Published in Through the Seasons 2019 Spring Edition
April is the national child abuse prevention month. Since 1983, this is an annual observance in the US to raise awareness and learn about child abuse and how to prevent it. About a century and a half ago, animal rights were more respected and recognized than children’s rights in the US, and there were no laws to protect children at that time. Years later, the first Child Protective Service in the world was established in New York, and new laws that punish abusive parents were instituted. Today, the State of California is one of the strictest States to enforce child protection laws, but it is believed that there are still hidden cases that need serious attention.
What defines child abuse? According to The Federal Child Abuse Prevention and Treatment Act, the definition of child abuse is, “Any recent act or failure to act on the part of a parent or caregiver which results in death, serious physical or emotional harm, sexual abuse or exploitation; or an act or failure to act which presents an imminent risk of serious harm.” Generally, child protection laws refer to abuse caused by parents or caregivers, and do not include harm caused by other people.
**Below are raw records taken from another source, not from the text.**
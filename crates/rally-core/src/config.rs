//! Configuration types for the simulation.

use crate::error::{Error, Result};
use crate::types::{Footprint, Rgb, Vec2};
use serde::{Deserialize, Serialize};

/// Track bitmap parameters
#[derive(Debug, Clone, Serialize, Deserialize)]
pub struct TrackConfig {
    /// Width of the track bitmap in pixels
    pub width: i32,
    /// Height of the track bitmap in pixels
    pub height: i32,
    /// Pixel color that marks impassable terrain
    pub boundary_color: Rgb,
}

impl Default for TrackConfig {
    fn default() -> Self {
        Self {
            width: 1280,
            height: 720,
            boundary_color: Rgb(100, 125, 49),
        }
    }
}

/// How the car position is kept inside the playable region
#[derive(Debug, Clone, Copy, PartialEq, Eq, Serialize, Deserialize)]
pub enum ClampMode {
    /// x is bounded by the track width, y by the track height
    PerAxis,
    /// Both axes are bounded by the track width (legacy behavior)
    LegacyWidthBound,
}

/// Car kinematics parameters
#[derive(Debug, Clone, Serialize, Deserialize)]
pub struct CarConfig {
    pub footprint: Footprint,
    /// Top-left corner of the footprint at spawn
    pub spawn_position: Vec2,
    pub spawn_heading: f64,
    /// Speed latched in on the first update
    pub default_speed: f64,
    /// Degrees per turn action
    pub turn_step: f64,
    /// Speed change per brake/accelerate action
    pub speed_step: f64,
    /// Braking never takes the speed below this
    pub min_brake_speed: f64,
    /// Distance kept from the top/left edges
    pub margin_min: f64,
    /// Distance kept from the bottom/right edges
    pub margin_max: f64,
    pub clamp_mode: ClampMode,
    /// Keep at most this many path points (None keeps all)
    pub path_history_cap: Option<usize>,
}

impl Default for CarConfig {
    fn default() -> Self {
        Self {
            footprint: Footprint::new(55.0, 55.0),
            spawn_position: Vec2::new(654.0, 660.0),
            spawn_heading: 0.0,
            default_speed: 20.0,
            turn_step: 10.0,
            speed_step: 2.0,
            min_brake_speed: 12.0,
            margin_min: 20.0,
            margin_max: 120.0,
            clamp_mode: ClampMode::PerAxis,
            path_history_cap: None,
        }
    }
}

/// Distance sensor parameters
#[derive(Debug, Clone, Serialize, Deserialize)]
pub struct SensorConfig {
    /// Ray angles relative to the heading, in degrees
    pub angles: Vec<f64>,
    /// Rays stop after this many unit steps
    pub max_range: f64,
}

impl Default for SensorConfig {
    fn default() -> Self {
        Self {
            angles: vec![-135.0, -90.0, -45.0, 0.0, 45.0, 90.0, 135.0],
            max_range: 300.0,
        }
    }
}

/// Stuck detection parameters
#[derive(Debug, Clone, Serialize, Deserialize)]
pub struct StuckConfig {
    /// Number of recent positions compared
    pub window: usize,
    /// Mean displacement below which a sample counts as idle
    pub min_mean_displacement: f64,
    /// Consecutive idle evaluations tolerated before the car is stuck
    pub max_stuck_frames: u32,
    /// Score removed when a car is retired as stuck
    pub penalty: f64,
}

impl Default for StuckConfig {
    fn default() -> Self {
        Self {
            window: 5,
            min_mean_displacement: 2.0,
            max_stuck_frames: 60,
            penalty: 10.0,
        }
    }
}

/// Reward shaping parameters
#[derive(Debug, Clone, Serialize, Deserialize)]
pub struct RewardConfig {
    /// Sensor distance below which a reading is penalized
    pub proximity_threshold: f64,
    /// Penalty per close reading
    pub proximity_penalty: f64,
}

impl Default for RewardConfig {
    fn default() -> Self {
        Self {
            proximity_threshold: 20.0,
            proximity_penalty: 5.0,
        }
    }
}

/// Observation vector scaling
#[derive(Debug, Clone, Serialize, Deserialize)]
pub struct ObservationConfig {
    /// Sensor distances are divided by this and floored
    pub distance_scale: f64,
    /// Speed is divided by this
    pub speed_scale: f64,
}

impl Default for ObservationConfig {
    fn default() -> Self {
        Self {
            distance_scale: 30.0,
            speed_scale: 100.0,
        }
    }
}

/// Everything one episode needs besides the track and the policy
#[derive(Debug, Clone, Serialize, Deserialize)]
#[serde(default)]
pub struct EpisodeConfig {
    /// Tick budget (20 seconds at 60 ticks per second)
    pub max_ticks: u64,
    pub car: CarConfig,
    pub sensor: SensorConfig,
    pub stuck: StuckConfig,
    pub reward: RewardConfig,
    pub observation: ObservationConfig,
}

impl Default for EpisodeConfig {
    fn default() -> Self {
        Self {
            max_ticks: 60 * 20,
            car: CarConfig::default(),
            sensor: SensorConfig::default(),
            stuck: StuckConfig::default(),
            reward: RewardConfig::default(),
            observation: ObservationConfig::default(),
        }
    }
}

impl EpisodeConfig {
    pub fn validate(&self) -> Result<()> {
        if self.max_ticks == 0 {
            return Err(Error::InvalidConfig("max_ticks must be positive".to_string()));
        }
        if self.car.footprint.width <= 0.0 || self.car.footprint.height <= 0.0 {
            return Err(Error::InvalidConfig(
                "footprint dimensions must be positive".to_string(),
            ));
        }
        if self.car.default_speed <= 0.0 {
            return Err(Error::InvalidConfig("default_speed must be positive".to_string()));
        }
        if self.sensor.angles.is_empty() {
            return Err(Error::InvalidConfig("at least one sensor angle is required".to_string()));
        }
        if self.sensor.max_range <= 0.0 {
            return Err(Error::InvalidConfig("sensor max_range must be positive".to_string()));
        }
        if self.stuck.window < 2 {
            return Err(Error::InvalidConfig("stuck window needs at least two samples".to_string()));
        }
        if self.observation.distance_scale <= 0.0 || self.observation.speed_scale <= 0.0 {
            return Err(Error::InvalidConfig("observation scales must be positive".to_string()));
        }
        Ok(())
    }
}

/// Built-in driver used by the headless runner
#[derive(Debug, Clone, Copy, PartialEq, Eq, Serialize, Deserialize)]
pub enum PolicyKind {
    /// Steer toward open space with per-car noise
    Heuristic,
    /// Uniformly random actions
    Random,
}

/// Headless runner configuration
#[derive(Debug, Clone, Serialize, Deserialize)]
#[serde(default)]
pub struct RunnerConfig {
    /// Number of cars per episode
    pub population: usize,
    pub policy: PolicyKind,
    /// Amplitude of the noise added to heuristic outputs
    pub policy_noise: f64,
    /// Number of episodes to run back to back
    pub episodes: u32,
    /// Random seed for reproducibility
    pub seed: u64,
    /// Emit logs as JSON lines
    pub json_logs: bool,
    pub track: TrackConfig,
    pub episode: EpisodeConfig,
}

impl RunnerConfig {
    pub fn validate(&self) -> Result<()> {
        if self.population == 0 {
            return Err(Error::InvalidConfig("population must be positive".to_string()));
        }
        if self.track.width <= 0 || self.track.height <= 0 {
            return Err(Error::InvalidConfig("track dimensions must be positive".to_string()));
        }
        if !self.policy_noise.is_finite() || self.policy_noise < 0.0 {
            return Err(Error::InvalidConfig("policy noise must be non-negative".to_string()));
        }
        self.episode.validate()
    }
}

impl Default for RunnerConfig {
    fn default() -> Self {
        Self {
            population: 30,
            policy: PolicyKind::Heuristic,
            policy_noise: 0.3,
            episodes: 1,
            seed: 0,
            json_logs: false,
            track: TrackConfig::default(),
            episode: EpisodeConfig::default(),
        }
    }
}

#[cfg(test)]
mod tests {
    use super::*;

    #[test]
    fn test_default_configs() {
        let track = TrackConfig::default();
        assert_eq!(track.width, 1280);
        assert_eq!(track.height, 720);
        assert_eq!(track.boundary_color, Rgb(100, 125, 49));

        let episode = EpisodeConfig::default();
        assert_eq!(episode.max_ticks, 1200);
        assert_eq!(episode.sensor.angles.len(), 7);
        assert_eq!(episode.stuck.max_stuck_frames, 60);
        assert_eq!(episode.car.clamp_mode, ClampMode::PerAxis);
        assert!(episode.validate().is_ok());
    }

    #[test]
    fn test_validate_rejects_zero_tick_budget() {
        let config = EpisodeConfig {
            max_ticks: 0,
            ..Default::default()
        };
        assert!(matches!(config.validate(), Err(Error::InvalidConfig(_))));
    }

    #[test]
    fn test_runner_config_validation() {
        assert!(RunnerConfig::default().validate().is_ok());

        let config = RunnerConfig {
            population: 0,
            ..Default::default()
        };
        assert!(config.validate().is_err());
    }

    #[test]
    fn test_validate_rejects_empty_sensor_set() {
        let mut config = EpisodeConfig::default();
        config.sensor.angles.clear();
        assert!(config.validate().is_err());
    }

    #[test]
    fn test_episode_config_serialization() {
        let config = EpisodeConfig::default();
        let json = serde_json::to_string(&config).unwrap();
        let deserialized: EpisodeConfig = serde_json::from_str(&json).unwrap();
        assert_eq!(config.max_ticks, deserialized.max_ticks);
        assert_eq!(config.sensor.angles, deserialized.sensor.angles);
        assert_eq!(config.car.clamp_mode, deserialized.car.clamp_mode);
    }

    #[test]
    fn test_partial_runner_config_uses_defaults() {
        let config: RunnerConfig =
            serde_json::from_str(r#"{"population": 4, "episode": {"max_ticks": 50}}"#).unwrap();
        assert_eq!(config.population, 4);
        assert_eq!(config.episode.max_ticks, 50);
        assert_eq!(config.policy, PolicyKind::Heuristic);
        assert_eq!(config.episode.sensor.max_range, 300.0);
        assert!(config.validate().is_ok());
    }
}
One of the leading causes of child abuse is lack of parenting skills and family stress. For instance, some parents set unrealistic expectations for their child, and when the child fails to meet the expectation, it may lead to physical and verbal abuse towards the child.
A recent trend – improving parents’ coping skills with family stress – is now seen as one of the main factors to prevent child abuse at home. Research shows that seeing a therapist, joining a parenting support group or taking parenting classes can help these parents to learn different parenting skills, regulate their emotions and reduce the risk of abusive behavior.
It is also every adult’s responsibility to keep children safe in the community. If you see or believe that a child may be harmed, please call 24 hours hotline and reach out for help. (Los Angeles County Child Abuse Hotline 1-800-540-4000).